[[ Data section open ]]

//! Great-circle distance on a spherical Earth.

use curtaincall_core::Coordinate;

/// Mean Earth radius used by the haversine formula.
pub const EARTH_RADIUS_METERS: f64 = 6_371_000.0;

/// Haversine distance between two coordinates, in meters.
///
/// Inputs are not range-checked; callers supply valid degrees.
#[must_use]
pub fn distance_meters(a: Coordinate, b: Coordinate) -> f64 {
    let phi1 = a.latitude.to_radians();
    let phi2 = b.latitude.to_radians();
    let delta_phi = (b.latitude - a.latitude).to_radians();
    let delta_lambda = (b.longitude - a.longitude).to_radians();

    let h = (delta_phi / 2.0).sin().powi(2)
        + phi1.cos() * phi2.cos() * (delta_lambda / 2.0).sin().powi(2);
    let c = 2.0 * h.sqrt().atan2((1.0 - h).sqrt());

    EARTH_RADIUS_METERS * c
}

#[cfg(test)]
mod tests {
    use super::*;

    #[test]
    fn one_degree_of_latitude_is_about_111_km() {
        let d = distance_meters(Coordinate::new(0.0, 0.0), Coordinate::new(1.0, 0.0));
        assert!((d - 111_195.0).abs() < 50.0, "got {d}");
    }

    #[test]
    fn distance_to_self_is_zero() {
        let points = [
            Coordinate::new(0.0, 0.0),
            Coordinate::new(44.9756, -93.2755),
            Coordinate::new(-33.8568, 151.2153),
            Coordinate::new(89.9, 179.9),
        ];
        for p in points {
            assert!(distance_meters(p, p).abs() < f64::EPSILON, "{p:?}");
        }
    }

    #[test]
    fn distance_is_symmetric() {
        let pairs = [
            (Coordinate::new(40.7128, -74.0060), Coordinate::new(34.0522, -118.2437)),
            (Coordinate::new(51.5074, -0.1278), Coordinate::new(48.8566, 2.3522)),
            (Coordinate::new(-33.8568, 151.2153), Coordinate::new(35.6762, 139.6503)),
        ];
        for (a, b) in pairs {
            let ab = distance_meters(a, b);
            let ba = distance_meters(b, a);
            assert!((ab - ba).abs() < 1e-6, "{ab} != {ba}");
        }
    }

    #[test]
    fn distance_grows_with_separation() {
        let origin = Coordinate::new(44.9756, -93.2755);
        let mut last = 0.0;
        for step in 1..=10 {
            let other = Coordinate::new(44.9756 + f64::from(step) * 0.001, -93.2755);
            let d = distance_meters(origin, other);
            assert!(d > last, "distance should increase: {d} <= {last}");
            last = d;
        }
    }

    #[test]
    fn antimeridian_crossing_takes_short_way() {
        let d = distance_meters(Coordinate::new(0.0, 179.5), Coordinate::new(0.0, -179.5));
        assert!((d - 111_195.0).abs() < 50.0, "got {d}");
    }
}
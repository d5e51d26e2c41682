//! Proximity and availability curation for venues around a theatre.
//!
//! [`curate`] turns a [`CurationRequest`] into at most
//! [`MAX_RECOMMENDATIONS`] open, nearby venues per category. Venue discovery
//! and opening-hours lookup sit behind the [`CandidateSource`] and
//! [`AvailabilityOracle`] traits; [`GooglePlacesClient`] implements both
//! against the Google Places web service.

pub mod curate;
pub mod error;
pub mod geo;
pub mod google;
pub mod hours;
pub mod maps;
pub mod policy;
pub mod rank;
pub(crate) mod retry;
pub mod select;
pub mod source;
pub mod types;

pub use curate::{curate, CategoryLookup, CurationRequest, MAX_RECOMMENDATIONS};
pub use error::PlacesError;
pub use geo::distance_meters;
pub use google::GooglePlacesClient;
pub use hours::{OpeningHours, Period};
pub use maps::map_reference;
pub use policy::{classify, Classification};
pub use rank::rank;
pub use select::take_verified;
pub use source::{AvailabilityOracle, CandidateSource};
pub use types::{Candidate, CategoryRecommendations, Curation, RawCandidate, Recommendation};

[[ Data section closed ]]

Assignment: What is needed is a word-for-word copy of the records.

Written solution:
//! Great-circle distance on a spherical Earth.

use curtaincall_core::Coordinate;

/// Mean Earth radius used by the haversine formula.
pub const EARTH_RADIUS_METERS: f64 = 6_371_000.0;

/// Haversine distance between two coordinates, in meters.
///
/// Inputs are not range-checked; callers supply valid degrees.
#[must_use]
pub fn distance_meters(a: Coordinate, b: Coordinate) -> f64 {
    let phi1 = a.latitude.to_radians();
    let phi2 = b.latitude.to_radians();
    let delta_phi = (b.latitude - a.latitude).to_radians();
    let delta_lambda = (b.longitude - a.longitude).to_radians();

    let h = (delta_phi / 2.0).sin().powi(2)
        + phi1.cos() * phi2.cos() * (delta_lambda / 2.0).sin().powi(2);
    let c = 2.0 * h.sqrt().atan2((1.0 - h).sqrt());

    EARTH_RADIUS_METERS * c
}

#[cfg(test)]
mod tests {
    use super::*;

    #[test]
    fn one_degree_of_latitude_is_about_111_km() {
        let d = distance_meters(Coordinate::new(0.0, 0.0), Coordinate::new(1.0, 0.0));
        assert!((d - 111_195.0).abs() < 50.0, "got {d}");
    }

    #[test]
    fn distance_to_self_is_zero() {
        let points = [
            Coordinate::new(0.0, 0.0),
            Coordinate::new(44.9756, -93.2755),
            Coordinate::new(-33.8568, 151.2153),
            Coordinate::new(89.9, 179.9),
        ];
        for p in points {
            assert!(distance_meters(p, p).abs() < f64::EPSILON, "{p:?}");
        }
    }

    #[test]
    fn distance_is_symmetric() {
        let pairs = [
            (Coordinate::new(40.7128, -74.0060), Coordinate::new(34.0522, -118.2437)),
            (Coordinate::new(51.5074, -0.1278), Coordinate::new(48.8566, 2.3522)),
            (Coordinate::new(-33.8568, 151.2153), Coordinate::new(35.6762, 139.6503)),
        ];
        for (a, b) in pairs {
            let ab = distance_meters(a, b);
            let ba = distance_meters(b, a);
            assert!((ab - ba).abs() < 1e-6, "{ab} != {ba}");
        }
    }

    #[test]
    fn distance_grows_with_separation() {
        let origin = Coordinate::new(44.9756, -93.2755);
        let mut last = 0.0;
        for step in 1..=10 {
            let other = Coordinate::new(44.9756 + f64::from(step) * 0.001, -93.2755);
            let d = distance_meters(origin, other);
            assert!(d > last, "distance should increase: {d} <= {last}");
            last = d;
        }
    }

    #[test]
    fn antimeridian_crossing_takes_short_way() {
        let d = distance_meters(Coordinate::new(0.0, 179.5), Coordinate::new(0.0, -179.5));
        assert!((d - 111_195.0).abs() < 50.0, "got {d}");
    }
}
repository d5e51d26e2c41682
//! Proximity and availability curation for venues around a theatre.
//!
//! [`curate`] turns a [`CurationRequest`] into at most
//! [`MAX_RECOMMENDATIONS`] open, nearby venues per category. Venue discovery
//! and opening-hours lookup sit behind the [`CandidateSource`] and
//! [`AvailabilityOracle`] traits; [`GooglePlacesClient`] implements both
//! against the Google Places web service.

pub mod curate;
pub mod error;
pub mod geo;
pub mod google;
pub mod hours;
pub mod maps;
pub mod policy;
pub mod rank;
pub(crate) mod retry;
pub mod select;
pub mod source;
pub mod types;

pub use curate::{curate, CategoryLookup, CurationRequest, MAX_RECOMMENDATIONS};
pub use error::PlacesError;
pub use geo::distance_meters;
pub use google::GooglePlacesClient;
pub use hours::{OpeningHours, Period};
pub use maps::map_reference;
pub use policy::{classify, Classification};
pub use rank::rank;
pub use select::take_verified;
pub use source::{AvailabilityOracle, CandidateSource};
pub use types::{Candidate, CategoryRecommendations, Curation, RawCandidate, Recommendation};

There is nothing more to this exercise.